Reprint every line of the data, keeping each character intact.
--- Data under study ---
//! # SIP CSeq Header
//!
//! The CSeq header field orders transactions within a dialog
//! ([RFC 3261 Section 20.16](https://datatracker.ietf.org/doc/html/rfc3261#section-20.16)).
//!
//! ```text
//! CSeq = "CSeq" HCOLON 1*DIGIT LWS Method
//! ```
//!
//! The sequence number is a 32-bit unsigned value. A new [`CSeq`] starts
//! from a random number below 2**31 so that later requests have room to
//! count upwards.
//!
//! ## Examples
//!
//! ```rust
//! use rvoip_sip_headers::prelude::*;
//!
//! let mut cseq: CSeq = "CSeq: 4711 INVITE".parse().unwrap();
//! assert_eq!(cseq.sequence(), 4711);
//! assert_eq!(cseq.method(), "INVITE");
//!
//! cseq.next();
//! cseq.set_method("ACK").unwrap();
//! assert_eq!(cseq.to_string(), "CSeq: 4712 ACK");
//! ```

use nom::{character::complete::digit1, sequence::tuple};
use serde::{Deserialize, Serialize};
use tracing::debug;

use super::header::{discard, impl_header_conversions, HeaderField};
use crate::error::{Error, Result};
use crate::grammar::is_token;
use crate::id;
use crate::parser::whitespace::lws;
use crate::parser::{parse_complete, token};

/// The CSeq header field: sequence number and request method.
#[derive(Debug, Clone, Serialize, Deserialize)]
pub struct CSeq {
    sequence: u32,
    method: String,
}

impl CSeq {
    pub fn new(sequence: u32, method: &str) -> Result<Self> {
        let mut cseq = CSeq {
            sequence,
            method: String::new(),
        };
        cseq.set_method(method)?;
        Ok(cseq)
    }

    pub fn sequence(&self) -> u32 {
        self.sequence
    }

    pub fn set_sequence(&mut self, sequence: u32) {
        self.sequence = sequence;
    }

    pub fn method(&self) -> &str {
        &self.method
    }

    pub fn set_method(&mut self, method: &str) -> Result<()> {
        if method.is_empty() {
            return Err(Error::missing("method"));
        }
        if !is_token(method) {
            return Err(Error::format("method", method));
        }
        self.method = method.to_string();
        Ok(())
    }

    /// Advances to the next sequence number. Wraps to a fresh random
    /// value when the counter is exhausted.
    pub fn next(&mut self) -> u32 {
        self.sequence = match self.sequence.checked_add(1) {
            Some(next) => next,
            None => {
                debug!("CSeq sequence exhausted, reseeding");
                id::new_sequence()
            }
        };
        self.sequence
    }

    /// Replaces the sequence number with a fresh random value.
    pub fn recreate_sequence(&mut self) -> u32 {
        self.sequence = id::new_sequence();
        self.sequence
    }
}

impl Default for CSeq {
    fn default() -> Self {
        CSeq {
            sequence: id::new_sequence(),
            method: String::new(),
        }
    }
}

impl HeaderField for CSeq {
    const NAME: &'static str = "CSeq";

    fn reset(&mut self) {
        self.sequence = 0;
        self.method.clear();
    }

    fn parse_value(&mut self, value: &str) -> Result<()> {
        let Some((digits, _, method)) = parse_complete(tuple((digit1, lws, token)), value) else {
            discard(Self::NAME, value);
            return Ok(());
        };
        self.sequence = digits
            .parse()
            .map_err(|_| Error::range("sequence", digits, 0, u32::MAX))?;
        self.method = method.to_string();
        Ok(())
    }

    fn value_string(&self) -> String {
        if self.method.is_empty() {
            return String::new();
        }
        format!("{} {}", self.sequence, self.method)
    }

    fn is_valid(&self) -> bool {
        !self.method.is_empty()
    }
}

// The method compares ignoring case, like the other token values in this
// crate, although RFC 3261 section 7.1 makes methods case-sensitive. The
// spelling as parsed is what gets written back.
impl PartialEq for CSeq {
    fn eq(&self, other: &Self) -> bool {
        self.sequence == other.sequence && self.method.eq_ignore_ascii_case(&other.method)
    }
}

impl_header_conversions!(CSeq);

#[cfg(test)]
mod tests {
    use super::*;

    #[test]
    fn test_parse() {
        let cseq = CSeq::from_value("4711 INVITE").unwrap();
        assert_eq!(cseq.sequence(), 4711);
        assert_eq!(cseq.method(), "INVITE");
        assert_eq!(cseq.value_string(), "4711 INVITE");
    }

    #[test]
    fn test_bounds() {
        assert_eq!(CSeq::from_value("4294967295 BYE").unwrap().sequence(), u32::MAX);
        let err = CSeq::from_value("4294967296 BYE").unwrap_err();
        assert!(matches!(err.validation_cause(), Some(Error::OutOfRange { .. })));
    }

    #[test]
    fn test_no_match() {
        let cseq = CSeq::from_value("INVITE 1").unwrap();
        assert!(!cseq.is_valid());
        assert_eq!(cseq.sequence(), 0);
    }

    #[test]
    fn test_default_seeds_sequence() {
        let cseq = CSeq::default();
        assert!(cseq.sequence() >= 1 && cseq.sequence() <= i32::MAX as u32);
        assert_eq!(cseq.method(), "");
    }

    #[test]
    fn test_next_wraps() {
        let mut cseq = CSeq::new(u32::MAX, "OPTIONS").unwrap();
        let next = cseq.next();
        assert!(next >= 1 && next <= i32::MAX as u32);

        let mut cseq = CSeq::new(1, "OPTIONS").unwrap();
        assert_eq!(cseq.next(), 2);
    }

    #[test]
    fn test_method_validation() {
        let mut cseq = CSeq::new(1, "INVITE").unwrap();
        assert!(matches!(cseq.set_method(""), Err(Error::MissingValue { .. })));
        assert!(matches!(cseq.set_method("IN VITE"), Err(Error::InvalidFormat { .. })));
        assert_eq!(cseq.method(), "INVITE");
    }

    #[test]
    fn test_method_case_insensitive_equality() {
        assert_eq!(CSeq::new(7, "invite").unwrap(), CSeq::new(7, "INVITE").unwrap());
        assert_ne!(CSeq::new(7, "INVITE").unwrap(), CSeq::new(8, "INVITE").unwrap());

        let lower = CSeq::from_value("7 invite").unwrap();
        assert_eq!(lower.method(), "invite");
        assert_eq!(lower.value_string(), "7 invite");
    }
}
---
Result of the exercise.
//! # SIP CSeq Header
//!
//! The CSeq header field orders transactions within a dialog
//! ([RFC 3261 Section 20.16](https://datatracker.ietf.org/doc/html/rfc3261#section-20.16)).
//!
//! ```text
//! CSeq = "CSeq" HCOLON 1*DIGIT LWS Method
//! ```
//!
//! The sequence number is a 32-bit unsigned value. A new [`CSeq`] starts
//! from a random number below 2**31 so that later requests have room to
//! count upwards.
//!
//! ## Examples
//!
//! ```rust
//! use rvoip_sip_headers::prelude::*;
//!
//! let mut cseq: CSeq = "CSeq: 4711 INVITE".parse().unwrap();
//! assert_eq!(cseq.sequence(), 4711);
//! assert_eq!(cseq.method(), "INVITE");
//!
//! cseq.next();
//! cseq.set_method("ACK").unwrap();
//! assert_eq!(cseq.to_string(), "CSeq: 4712 ACK");
//! ```

use nom::{character::complete::digit1, sequence::tuple};
use serde::{Deserialize, Serialize};
use tracing::debug;

use super::header::{discard, impl_header_conversions, HeaderField};
use crate::error::{Error, Result};
use crate::grammar::is_token;
use crate::id;
use crate::parser::whitespace::lws;
use crate::parser::{parse_complete, token};

/// The CSeq header field: sequence number and request method.
#[derive(Debug, Clone, Serialize, Deserialize)]
pub struct CSeq {
    sequence: u32,
    method: String,
}

impl CSeq {
    pub fn new(sequence: u32, method: &str) -> Result<Self> {
        let mut cseq = CSeq {
            sequence,
            method: String::new(),
        };
        cseq.set_method(method)?;
        Ok(cseq)
    }

    pub fn sequence(&self) -> u32 {
        self.sequence
    }

    pub fn set_sequence(&mut self, sequence: u32) {
        self.sequence = sequence;
    }

    pub fn method(&self) -> &str {
        &self.method
    }

    pub fn set_method(&mut self, method: &str) -> Result<()> {
        if method.is_empty() {
            return Err(Error::missing("method"));
        }
        if !is_token(method) {
            return Err(Error::format("method", method));
        }
        self.method = method.to_string();
        Ok(())
    }

    /// Advances to the next sequence number. Wraps to a fresh random
    /// value when the counter is exhausted.
    pub fn next(&mut self) -> u32 {
        self.sequence = match self.sequence.checked_add(1) {
            Some(next) => next,
            None => {
                debug!("CSeq sequence exhausted, reseeding");
                id::new_sequence()
            }
        };
        self.sequence
    }

    /// Replaces the sequence number with a fresh random value.
    pub fn recreate_sequence(&mut self) -> u32 {
        self.sequence = id::new_sequence();
        self.sequence
    }
}

impl Default for CSeq {
    fn default() -> Self {
        CSeq {
            sequence: id::new_sequence(),
            method: String::new(),
        }
    }
}

impl HeaderField for CSeq {
    const NAME: &'static str = "CSeq";

    fn reset(&mut self) {
        self.sequence = 0;
        self.method.clear();
    }

    fn parse_value(&mut self, value: &str) -> Result<()> {
        let Some((digits, _, method)) = parse_complete(tuple((digit1, lws, token)), value) else {
            discard(Self::NAME, value);
            return Ok(());
        };
        self.sequence = digits
            .parse()
            .map_err(|_| Error::range("sequence", digits, 0, u32::MAX))?;
        self.method = method.to_string();
        Ok(())
    }

    fn value_string(&self) -> String {
        if self.method.is_empty() {
            return String::new();
        }
        format!("{} {}", self.sequence, self.method)
    }

    fn is_valid(&self) -> bool {
        !self.method.is_empty()
    }
}

// The method compares ignoring case, like the other token values in this
// crate, although RFC 3261 section 7.1 makes methods case-sensitive. The
// spelling as parsed is what gets written back.
impl PartialEq for CSeq {
    fn eq(&self, other: &Self) -> bool {
        self.sequence == other.sequence && self.method.eq_ignore_ascii_case(&other.method)
    }
}

impl_header_conversions!(CSeq);

#[cfg(test)]
mod tests {
    use super::*;

    #[test]
    fn test_parse() {
        let cseq = CSeq::from_value("4711 INVITE").unwrap();
        assert_eq!(cseq.sequence(), 4711);
        assert_eq!(cseq.method(), "INVITE");
        assert_eq!(cseq.value_string(), "4711 INVITE");
    }

    #[test]
    fn test_bounds() {
        assert_eq!(CSeq::from_value("4294967295 BYE").unwrap().sequence(), u32::MAX);
        let err = CSeq::from_value("4294967296 BYE").unwrap_err();
        assert!(matches!(err.validation_cause(), Some(Error::OutOfRange { .. })));
    }

    #[test]
    fn test_no_match() {
        let cseq = CSeq::from_value("INVITE 1").unwrap();
        assert!(!cseq.is_valid());
        assert_eq!(cseq.sequence(), 0);
    }

    #[test]
    fn test_default_seeds_sequence() {
        let cseq = CSeq::default();
        assert!(cseq.sequence() >= 1 && cseq.sequence() <= i32::MAX as u32);
        assert_eq!(cseq.method(), "");
    }

    #[test]
    fn test_next_wraps() {
        let mut cseq = CSeq::new(u32::MAX, "OPTIONS").unwrap();
        let next = cseq.next();
        assert!(next >= 1 && next <= i32::MAX as u32);

        let mut cseq = CSeq::new(1, "OPTIONS").unwrap();
        assert_eq!(cseq.next(), 2);
    }

    #[test]
    fn test_method_validation() {
        let mut cseq = CSeq::new(1, "INVITE").unwrap();
        assert!(matches!(cseq.set_method(""), Err(Error::MissingValue { .. })));
        assert!(matches!(cseq.set_method("IN VITE"), Err(Error::InvalidFormat { .. })));
        assert_eq!(cseq.method(), "INVITE");
    }

    #[test]
    fn test_method_case_insensitive_equality() {
        assert_eq!(CSeq::new(7, "invite").unwrap(), CSeq::new(7, "INVITE").unwrap());
        assert_ne!(CSeq::new(7, "INVITE").unwrap(), CSeq::new(8, "INVITE").unwrap());

        let lower = CSeq::from_value("7 invite").unwrap();
        assert_eq!(lower.method(), "invite");
        assert_eq!(lower.value_string(), "7 invite");
    }
}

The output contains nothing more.